This is the repository for the NorMed_neg dataset: a Norwegian dataset of biomedical articles annotated with negation.
The original dataset is The Norwegian GastroSurgery Biomedical Negation Corpus. It was created as part of a master's thesis at Stockholm University: Building and evaluating the NegEx negation detection system for Norwegian biomedical text (Sadhukhan, 2021).
English sentences and duplicate sentences have been removed from the original dataset, and sentence splitting errors in negated sentences have been corrected manually. The dataset has been annotated according to a different annotation scheme, which is described below.
The annotation is based on these guidelines, which were used in the annotation of the NoReC_neg dataset, see Negation in Norwegian: an annotated dataset (Mæhlum et al., NoDaLiDa 2021).
Some additional assumptions have been made. These are described in Chapter 5 of my master's thesis. (The link will be posted when my thesis is made publicly accessible.)
Brat (see brat: a Web-based Tool for NLP-Assisted Text Annotation (Stenetorp et al., EACL 2012)) was used as the annotation tool, and the config files are provided. The code and data used for computation of inter-annotator agreement are also included.
The dataset is provided in JSON format:
{
"sent_id": "biomedical_sentence_1601",
"text": "Forskjellen i bruk av keisersnitt mellom gruppene vedvarte da førstegangsfødende ble analysert separat , mens forskjellene i bruk av tang- og vakuumforløsning forsvant .",
"negations": [
{
"Cue": [
[
"forsvant"
],
[
"159:167"
]
],
"Scope": [
[
"forskjellene i bruk av tang- og vakuumforløsning"
],
[
"110:158"
]
],
"Affixal": false
}
],
"focus_relations": []
}
The following description of the JSON format is provided in the NoReC_neg repo:
"Each sentence has a dictionary with the following keys and values:
- 'sent_id': unique NoReC identifier for document + paragraph + sentence which lines up with the identifiers from the document and sentence-level NoReC data
- 'text': raw text
- 'negations': list of all negations (dictionaries) in the sentence
Additionally, each negation in a sentence is a dictionary with the following keys and values:
- 'Cue': a list of text and character offsets for the negation cues
- 'Scope': a list of text and character offsets for the negation scopes
- 'Affixal': (True, False). Indicating whether the cue is affixal (prefix,suffix) or not.

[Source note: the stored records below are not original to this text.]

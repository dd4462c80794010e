use quizsmith::database::{pool::create_pool_for, KeyValueStore, SqliteStore};
use quizsmith::models::history::HistoryEntry;
use quizsmith::models::settings::Theme;
use quizsmith::services::history_service::{HistoryService, HISTORY_KEY};
use quizsmith::services::preferences_service::PreferencesService;
use std::sync::Arc;

async fn store() -> Arc<SqliteStore> {
    let pool = create_pool_for("sqlite::memory:").await.expect("pool");
    Arc::new(SqliteStore::new(pool))
}

fn entry(id: i64, topic: &str, score: usize) -> HistoryEntry {
    HistoryEntry {
        id,
        topic: topic.into(),
        difficulty: "medium".into(),
        question_count: 5,
        score,
        total_questions: 5,
        completion_seconds: Some(75),
        iso_date: "2026-02-01T09:30:00.000Z".into(),
        display_timestamp: "2/1/2026, 9:30:00 AM".into(),
    }
}

#[tokio::test]
async fn get_set_remove_round_trip() {
    let store = store().await;
    assert_eq!(store.get("theme").await.unwrap(), None);

    store.set("theme", "light").await.unwrap();
    store.set("theme", "dark").await.unwrap();
    assert_eq!(store.get("theme").await.unwrap().as_deref(), Some("dark"));

    store.remove("theme").await.unwrap();
    assert_eq!(store.get("theme").await.unwrap(), None);
}

#[tokio::test]
async fn history_persists_newest_first_and_clears() {
    let store = store().await;
    let history = HistoryService::new(store.clone());

    history.append(entry(10, "Traits", 4)).await.unwrap();
    history.append(entry(20, "Macros", 2)).await.unwrap();

    let entries = history.read_all().await.unwrap();
    assert_eq!(
        entries.iter().map(|e| e.topic.as_str()).collect::<Vec<_>>(),
        vec!["Macros", "Traits"]
    );

    let raw = store.get(HISTORY_KEY).await.unwrap().expect("stored history");
    assert!(raw.contains("\"completionTime\":75"));

    let stats = history.stats().await.unwrap();
    assert_eq!(stats.total_quizzes, 2);
    assert_eq!(stats.average_percent, 60);
    assert_eq!(stats.total_correct, 6);

    history.clear().await.unwrap();
    assert!(history.read_all().await.unwrap().is_empty());
    assert_eq!(store.get(HISTORY_KEY).await.unwrap(), None);
}

#[tokio::test]
async fn preferences_persist_in_sqlite() {
    let store = store().await;
    let prefs = PreferencesService::new(store);

    assert_eq!(prefs.theme().await.unwrap(), Theme::Dark);
    prefs.set_theme(Theme::Light).await.unwrap();
    assert_eq!(prefs.theme().await.unwrap(), Theme::Light);

    prefs.save_api_key("AIza-sqlite").await.unwrap();
    assert_eq!(prefs.api_key().await.unwrap().as_deref(), Some("AIza-sqlite"));
}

Note that a single sentence may contain several annotated negations. All negations must contain at least one cue, but it is possible for a negation to be without scope. These cases are mostly short comments with references to earlier sentences. Both cues and scopes can be multiword and discontinuous."
Note: In NorMed_neg, each sentence has a list "focus_relations" as well. If non-empty, it has the same structure as the "negations" list, with "Cue" and "Focus" corresponding to "Cue" and "Scope", where "Focus" denotes a term annotated as negated in the original dataset.